Manger à sa faim est le plus sacré des droits sociaux mais donner à manger à plus d’une vingtaine d’enfants nécessite des débours importants. Incapable de satisfaire ces besoins les plus fondamentaux, Jacqueline Mésidort libère ’’ses’’ 25 enfants et adolescents tout le jour afin de leur permettre de trouver à manger. ’’ Nous ne pouvons pas les nourrir, voilà pourquoi nous les lâchons de six heures à 18 heures ’’, soupire-t-elle.

Vilipendés et même méprisés par les autorités municipales, certains d’entre eux essuient les pare-brise des véhicules ou tendent leur sébile aux quatre coins de la ville appauvrie, où des dizaines de milliers de citoyens n’ont eux-mêmes guère à manger. ’’ Parfois, les gens nous donnent quelque sou ’’, dit Mérinel, reconnaissant.

Certains de ces enfants sont très dangereux, surtout ceux qui consomment de la drogue ou qui sont armés. ’’ Exclure ces enfants, c’est encourager la délinquance juvénile ’’, prévient toutefois Jacqueline Mésidor. ’’ La police est souvent à mes trousses lorsqu’ils commettent des actes répréhensibles, ajoute-t-elle, expliquant qu’elle a maintes fois été interpellée par des policiers qui voulaient l’appréhender pour connivence et association de malfaiteurs alors qu’elle ne fait que leur venir en aide. Ces enfants m’ont fait confiance et m’ont promis de désarmer si je les encadre. Je ne peux simplement les livrer à la police. ’’

Si certains des gamins se servent de leurs armes pour se nourrir, les fillettes par contre se livrent à la prostitution.
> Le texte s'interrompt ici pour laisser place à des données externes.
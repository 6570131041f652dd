//! Error Recovery
//!
//! Repair strategies applied after a classified failure. Each strategy is
//! a pure function of (query, error, context) and returns `None` when it has
//! nothing to offer.

use crate::alias_dedup::deduplicate;
use crate::aliases::{column_references, replace_bare_column, replace_column_reference, AliasTable};
use crate::column_resolver::ColumnAliasResolver;
use crate::config::RecoveryConfig;
use crate::deduction_mapper::DeductionMapper;
use crate::domain_rules::DomainRules;
use crate::execution_loop::error_classifier::{ErrorRecord, SqlErrorClass};
use crate::fallback::FallbackQueryGenerator;
use crate::fuzzy_matcher::FuzzyMatcher;
use crate::schema::SchemaInfo;
use serde::{Deserialize, Serialize};
use std::fmt;

#[derive(Debug, Clone, Copy, PartialEq, Eq, Hash, Serialize, Deserialize)]
pub enum StrategyKind {
    StandardFix,
    DeductionMapping,
    DomainAffinity,
    Fallback,
}

impl fmt::Display for StrategyKind {
    fn fmt(&self, f: &mut fmt::Formatter<'_>) -> fmt::Result {
        match self {
            StrategyKind::StandardFix => write!(f, "standard fix"),
            StrategyKind::DeductionMapping => write!(f, "deduction mapping"),
            StrategyKind::DomainAffinity => write!(f, "domain affinity"),
            StrategyKind::Fallback => write!(f, "fallback"),
        }
    }
}

/// A rewritten candidate and a human-readable account of the change.
#[derive(Debug, Clone, PartialEq, Eq)]
pub struct Repair {
    pub sql: String,
    pub description: String,
}

/// Read-only inputs shared by every strategy.
pub struct RepairContext<'a> {
    pub rules: &'a DomainRules,
    pub schema: Option<&'a SchemaInfo>,
    pub config: &'a RecoveryConfig,
}

pub trait RepairStrategy: Send + Sync {
    fn kind(&self) -> StrategyKind;

    fn repair(&self, ctx: &RepairContext<'_>, sql: &str, error: &ErrorRecord) -> Option<Repair>;

    /// Plausible replacements too uncertain to apply automatically.
    fn suggestions(&self, _ctx: &RepairContext<'_>, _sql: &str, _error: &ErrorRecord) -> Vec<String> {
        Vec::new()
    }
}

/// Strategies in their fixed priority order.
pub fn default_strategies() -> Vec<Box<dyn RepairStrategy>> {
    vec![
        Box::new(StandardFixes),
        Box::new(DeductionMappingRepair),
        Box::new(DomainAffinityRepair),
        Box::new(FallbackRepair),
    ]
}

/// Alias/column, table and duplicate-alias fixes that need no domain knowledge.
pub struct StandardFixes;

impl RepairStrategy for StandardFixes {
    fn kind(&self) -> StrategyKind {
        StrategyKind::StandardFix
    }

    fn repair(&self, ctx: &RepairContext<'_>, sql: &str, error: &ErrorRecord) -> Option<Repair> {
        match &error.class {
            SqlErrorClass::UnknownColumn { alias: Some(alias), column } => {
                qualified_column_fix(ctx, sql, alias, column)
            }
            SqlErrorClass::UnknownColumn { alias: None, column } => bare_column_fix(ctx, sql, column),
            SqlErrorClass::UnknownTable { table } => table_fix(ctx, sql, table),
            SqlErrorClass::DuplicateAlias { .. } => {
                let rewritten = deduplicate(sql);
                (rewritten != sql).then(|| Repair {
                    sql: rewritten,
                    description: "Renamed duplicate table aliases".to_string(),
                })
            }
            SqlErrorClass::Unclassified => None,
        }
    }

    fn suggestions(&self, ctx: &RepairContext<'_>, sql: &str, error: &ErrorRecord) -> Vec<String> {
        let SqlErrorClass::UnknownColumn { alias: Some(alias), column } = &error.class else {
            return Vec::new();
        };
        ColumnAliasResolver::new(ctx.rules, ctx.config.suggestion_threshold)
            .similar_columns(sql, alias, column)
            .into_iter()
            .filter(|c| !c.is_auto_applicable(ctx.config.auto_apply_threshold))
            .map(|c| c.reference())
            .collect()
    }
}

fn qualified_column_fix(ctx: &RepairContext<'_>, sql: &str, alias: &str, column: &str) -> Option<Repair> {
    let resolver = ColumnAliasResolver::new(ctx.rules, ctx.config.suggestion_threshold);
    let failing = format!("{}.{}", alias, column);

    let candidate = resolver
        .same_column_other_alias(sql, alias, column)
        .into_iter()
        .next()
        .or_else(|| {
            resolver
                .similar_columns(sql, alias, column)
                .into_iter()
                .find(|c| c.is_auto_applicable(ctx.config.auto_apply_threshold))
        })?;

    let replacement = candidate.reference();
    let rewritten = replace_column_reference(sql, alias, column, &replacement);
    (rewritten != sql).then(|| Repair {
        sql: rewritten,
        description: format!("Replaced {} with {}", failing, replacement),
    })
}

fn bare_column_fix(ctx: &RepairContext<'_>, sql: &str, column: &str) -> Option<Repair> {
    let matcher = FuzzyMatcher::new(ctx.config.suggestion_threshold);
    let mut names: Vec<String> = column_references(sql).into_iter().map(|r| r.column).collect();
    if let Some(schema) = ctx.schema {
        for decl in AliasTable::parse(sql).declarations() {
            if let Some(table) = schema.table(&decl.table) {
                names.extend(table.columns.iter().cloned());
            }
        }
    }

    let (best, _) = matcher.find_best_match(
        column,
        names.iter().map(String::as_str).filter(|n| !n.eq_ignore_ascii_case(column)),
        ctx.config.auto_apply_threshold,
    )?;
    let rewritten = replace_bare_column(sql, column, best);
    (rewritten != sql).then(|| Repair {
        description: format!("Replaced column {} with {}", column, best),
        sql: rewritten,
    })
}

fn table_fix(ctx: &RepairContext<'_>, sql: &str, table: &str) -> Option<Repair> {
    let schema = ctx.schema?;
    let matcher = FuzzyMatcher::new(ctx.config.suggestion_threshold);
    let bare = table.rsplit('.').next().unwrap_or(table);

    let (best, _) = matcher.find_best_match(
        bare,
        schema.table_names().filter(|n| !n.eq_ignore_ascii_case(bare)),
        ctx.config.auto_apply_threshold,
    )?;
    let rewritten = crate::aliases::replace_table(sql, table, best);
    (rewritten != sql).then(|| Repair {
        description: format!("Replaced table {} with {}", table, best),
        sql: rewritten,
    })
}

pub struct DeductionMappingRepair;

impl RepairStrategy for DeductionMappingRepair {
    fn kind(&self) -> StrategyKind {
        StrategyKind::DeductionMapping
    }

    fn repair(&self, ctx: &RepairContext<'_>, sql: &str, error: &ErrorRecord) -> Option<Repair> {
        let SqlErrorClass::UnknownColumn { alias: Some(_), .. } = &error.class else {
            return None;
        };
        let reference = error.extracted_entity()?;
        DeductionMapper::new(ctx.rules)
            .apply(sql, &reference)
            .map(|rewrite| Repair {
                sql: rewrite.sql,
                description: rewrite.description,
            })
    }
}

pub struct DomainAffinityRepair;

impl RepairStrategy for DomainAffinityRepair {
    fn kind(&self) -> StrategyKind {
        StrategyKind::DomainAffinity
    }

    fn repair(&self, ctx: &RepairContext<'_>, sql: &str, error: &ErrorRecord) -> Option<Repair> {
        let SqlErrorClass::UnknownColumn { alias: Some(alias), column } = &error.class else {
            return None;
        };
        let resolver = ColumnAliasResolver::new(ctx.rules, ctx.config.suggestion_threshold);
        let candidate = resolver.domain_affinity(sql, alias, column).into_iter().next()?;
        let replacement = candidate.reference();
        let rewritten = replace_column_reference(sql, alias, column, &replacement);
        (rewritten != sql).then(|| Repair {
            description: format!("Moved {}.{} to {} by table affinity", alias, column, replacement),
            sql: rewritten,
        })
    }
}

/// Last resort for unknown columns: browse the primary table.
pub struct FallbackRepair;

impl RepairStrategy for FallbackRepair {
    fn kind(&self) -> StrategyKind {
        StrategyKind::Fallback
    }

    fn repair(&self, ctx: &RepairContext<'_>, sql: &str, error: &ErrorRecord) -> Option<Repair> {
        if !matches!(error.class, SqlErrorClass::UnknownColumn { .. }) {
            return None;
        }
        let fallback = FallbackQueryGenerator::new(ctx.config.fallback_limit).generate(sql)?;
        (fallback != sql).then(|| Repair {
            sql: fallback,
            description: "Replaced query with a simple table preview".to_string(),
        })
    }
}

#[cfg(test)]
mod tests {
    use super::*;
    use crate::execution_loop::error_classifier::ErrorClassifier;
    use crate::schema::TableSchema;

    fn context<'a>(rules: &'a DomainRules, schema: Option<&'a SchemaInfo>, config: &'a RecoveryConfig) -> RepairContext<'a> {
        RepairContext { rules, schema, config }
    }

    #[test]
    fn test_standard_fix_prefers_same_column_other_alias() {
        let rules = DomainRules::empty();
        let config = RecoveryConfig::default();
        let ctx = context(&rules, None, &config);
        let sql = "SELECT s.market, c.market FROM fact_sales_monthly s JOIN dim_customer c ON c.customer_code = s.customer_code";
        let error = ErrorClassifier::new().classify("no such column: s.market");
        let repair = StandardFixes.repair(&ctx, sql, &error).unwrap();
        assert_eq!(
            repair.sql,
            "SELECT c.market, c.market FROM fact_sales_monthly s JOIN dim_customer c ON c.customer_code = s.customer_code"
        );
    }

    #[test]
    fn test_low_confidence_fuzzy_match_is_not_applied() {
        let rules = DomainRules::empty();
        let config = RecoveryConfig::default();
        let ctx = context(&rules, None, &config);
        let sql = "SELECT a.price, b.price_list FROM t a JOIN u b ON a.id = b.id";
        let error = ErrorClassifier::new().classify("no such column: a.price");
        assert!(StandardFixes.repair(&ctx, sql, &error).is_none());
        assert_eq!(StandardFixes.suggestions(&ctx, sql, &error), vec!["b.price_list".to_string()]);
    }

    #[test]
    fn test_unknown_table_uses_schema() {
        let rules = DomainRules::empty();
        let config = RecoveryConfig::default();
        let schema = SchemaInfo::new(vec![
            TableSchema { name: "fact_sales_monthly".to_string(), columns: vec![] },
            TableSchema { name: "dim_customer".to_string(), columns: vec![] },
        ]);
        let sql = "SELECT COUNT(*) FROM fact_sale_monthly fs";
        let error = ErrorClassifier::new().classify("no such table: fact_sale_monthly");

        let without_schema = context(&rules, None, &config);
        assert!(StandardFixes.repair(&without_schema, sql, &error).is_none());

        let with_schema = context(&rules, Some(&schema), &config);
        let repair = StandardFixes.repair(&with_schema, sql, &error).unwrap();
        assert_eq!(repair.sql, "SELECT COUNT(*) FROM fact_sales_monthly fs");
    }

    #[test]
    fn test_bare_column_fix() {
        let rules = DomainRules::empty();
        let config = RecoveryConfig::default();
        let ctx = context(&rules, None, &config);
        let sql = "SELECT s.sold_quantity FROM fact_sales_monthly s WHERE sold_quantit > 10";
        let error = ErrorClassifier::new().classify("no such column: sold_quantit");
        let repair = StandardFixes.repair(&ctx, sql, &error).unwrap();
        assert_eq!(
            repair.sql,
            "SELECT s.sold_quantity FROM fact_sales_monthly s WHERE sold_quantity > 10"
        );
    }

    #[test]
    fn test_duplicate_alias_fix() {
        let rules = DomainRules::empty();
        let config = RecoveryConfig::default();
        let ctx = context(&rules, None, &config);
        let sql = "SELECT a.name FROM customers a JOIN orders a ON a.customer_id = a.id";
        let error = ErrorClassifier::new().classify("Not unique table/alias 'a'");
        let repair = StandardFixes.repair(&ctx, sql, &error).unwrap();
        assert!(repair.sql.contains("JOIN orders a2"));
    }

    #[test]
    fn test_fallback_only_for_unknown_column() {
        let rules = DomainRules::empty();
        let config = RecoveryConfig::default();
        let ctx = context(&rules, None, &config);
        let sql = "SELECT weird.stuff FROM fact_sales_monthly fsm WHERE fsm.fiscal_year = 2021";
        let classifier = ErrorClassifier::new();

        let column = classifier.classify("Unknown column 'weird.stuff' in 'field list'");
        assert_eq!(
            FallbackRepair.repair(&ctx, sql, &column).unwrap().sql,
            "SELECT * FROM fact_sales_monthly LIMIT 10"
        );
        let table = classifier.classify("no such table: fact_sales_monthly");
        assert!(FallbackRepair.repair(&ctx, sql, &table).is_none());
    }

    #[test]
    fn test_strategies_are_idempotent_on_their_output() {
        let rules = DomainRules::default();
        let config = RecoveryConfig::default();
        let ctx = context(&rules, None, &config);
        let sql = "SELECT fpid.discounts_pct FROM fact_pre_invoice_deductions fpid \
                   JOIN fact_post_invoice_deductions fpid2 ON fpid2.customer_code = fpid.customer_code";
        let error = ErrorClassifier::new().classify("no such column: fpid.discounts_pct");
        let repaired = DeductionMappingRepair.repair(&ctx, sql, &error).unwrap();
        assert!(DeductionMappingRepair.repair(&ctx, &repaired.sql, &error).is_none());
        assert!(StandardFixes.repair(&ctx, &repaired.sql, &error).is_none());
    }
}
Les maladies infectieuses ne les épargnent pas, d’autant plus qu’elles vivent déjà dans des conditions sanitaires précaires. Pas étonnant que beaucoup de ces enfants des rues souffrent de maladies dermatologiques et respiratoires, ainsi que d’infections sexuellement transmissibles. ’’ Plusieurs de ces adolescents et de ces adolescentes ne jouissent pas d’une bonne santé. Mais nous ne sommes pas en mesure de les emmener à l’hôpital ’’, indique Jacqueline Mésidort.

Institutrice de profession, Jacqueline anime des séances de formation à l’intention de ces jeunes. Des notions de savoir-vivre, de bienséance, d’écriture et de lecture leur sont régulièrement inculquées. Tous les dimanches matin, la responsable du GADH emmène ses protégés à l’église. Une manière comme une autre de rappeler qu’ils sont eux aussi des enfants de Dieu.